Franciszek Lekszycki (born 1600; died December 1668 in Grodno) was a Polish Bernardine friar, Roman Catholic priest, and Baroque painter.

He was the son of Jan Lekszycki, owner of Mozgawa, and Anna née Międzygórska. He was educated among Bernardine monastic painters. His artistic style was strongly influenced by Flemish art, especially the works of Peter Paul Rubens and Anthony van Dyck, whose paintings he knew through contemporary engravings.

In 1641, commissioned by Jan Zebrzydowski, he decorated the Church of the Crucifixion at the Kalwaria Zebrzydowska sanctuary founded by Zebrzydowski with paintings (The Nailing to the Cross, The Death on the Cross, The Anointing), and also painted an image of Saint Anthony for the local Bernardine church. In 1645, he carried out painting work at the Bernardine monastery in Dubno, commissioned by Prince Dominik Zasławski.

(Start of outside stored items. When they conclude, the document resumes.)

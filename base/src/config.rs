//! Env-driven configuration loading.
//!
//! Every config struct in the workspace is a plain `Deserialize` type read with
//! `envy` under a fixed prefix (`HITLFLOW_`, `LOG_`, ...).

use crate::error::BaseError;
use serde::de::DeserializeOwned;

/// Load `T` from environment variables starting with `prefix`.
///
/// Missing variables fall back to the field defaults declared with
/// `#[serde(default)]`; malformed values are reported as [`BaseError::Config`].
pub fn load_from_env<T: DeserializeOwned>(prefix: &str) -> Result<T, BaseError> {
    envy::prefixed(prefix).from_env::<T>().map_err(|e| {
        BaseError::Config(format!("cannot load config with prefix {prefix}: {e}"))
    })
}

/// Same as [`load_from_env`] but reading from an explicit key/value list.
pub fn load_from_iter<T, I>(prefix: &str, vars: I) -> Result<T, BaseError>
where
    T: DeserializeOwned,
    I: IntoIterator<Item = (String, String)>,
{
    envy::prefixed(prefix)
        .from_iter::<_, T>(vars)
        .map_err(|e| BaseError::Config(format!("cannot load config with prefix {prefix}: {e}")))
}

#[cfg(test)]
mod tests {
    use super::*;
    use serde::Deserialize;

    #[derive(Debug, Deserialize, PartialEq)]
    struct Sample {
        #[serde(default = "default_port")]
        port: u16,
        name: Option<String>,
    }

    fn default_port() -> u16 {
        8000
    }

    #[test]
    fn test_load_with_defaults() {
        let conf: Sample = load_from_iter("SAMPLE_", Vec::new()).unwrap();
        assert_eq!(
            conf,
            Sample {
                port: 8000,
                name: None
            }
        );
    }

    #[test]
    fn test_load_prefixed_values() {
        let vars = vec![
            ("SAMPLE_PORT".to_string(), "9001".to_string()),
            ("SAMPLE_NAME".to_string(), "local".to_string()),
            ("OTHER_PORT".to_string(), "1".to_string()),
        ];
        let conf: Sample = load_from_iter("SAMPLE_", vars).unwrap();
        assert_eq!(conf.port, 9001);
        assert_eq!(conf.name.as_deref(), Some("local"));
    }

    #[test]
    fn test_load_invalid_value() {
        let vars = vec![("SAMPLE_PORT".to_string(), "not-a-port".to_string())];
        let err = load_from_iter::<Sample, _>("SAMPLE_", vars).unwrap_err();
        assert!(matches!(err, BaseError::Config(_)));
        assert!(err.to_string().contains("SAMPLE_"));
    }
}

He subsequently painted for the Bernardine monasteries in Przeworsk (St Barbara for the high altar and St Anthony of Padua for a side altar), and in Leżajsk (The Annunciation, David and Isaiah for the high altar, and The Conversion of St Mary Magdalene for a side altar). Between 1659 and 1664, Leszczycki was active in Kraków, where he created The Last Supper (for the high altar), Christ Falling under the Cross, Christ Given Gall to Drink, and St Anthony of Padua for his home monastery in the Stradom district. Around 1660, he painted The Virgin Mary Appearing to St John Cantius, now located in Borek Wielkopolski.

A number of other paintings have also been attributed to Leszczycki, including The Crucifixion in the Bernardine church in Lviv, St Francis in the Bernardine church in Vilnius, The Holy Family in the parish church at Głębowice, and paintings in Lublin Cathedral. In 1664 he is believed to have stayed in Poznań, and in 1667 he travelled to Grodno via Warsaw to execute paintings for the local Bernardine church. He died in Grodno in 1668.

== Bibliography ==
- Dzik, Janina (1993). "Flamandzkie wzory w twórczości malarza bernardyńskiego o. Franciszka Lekszyckiego"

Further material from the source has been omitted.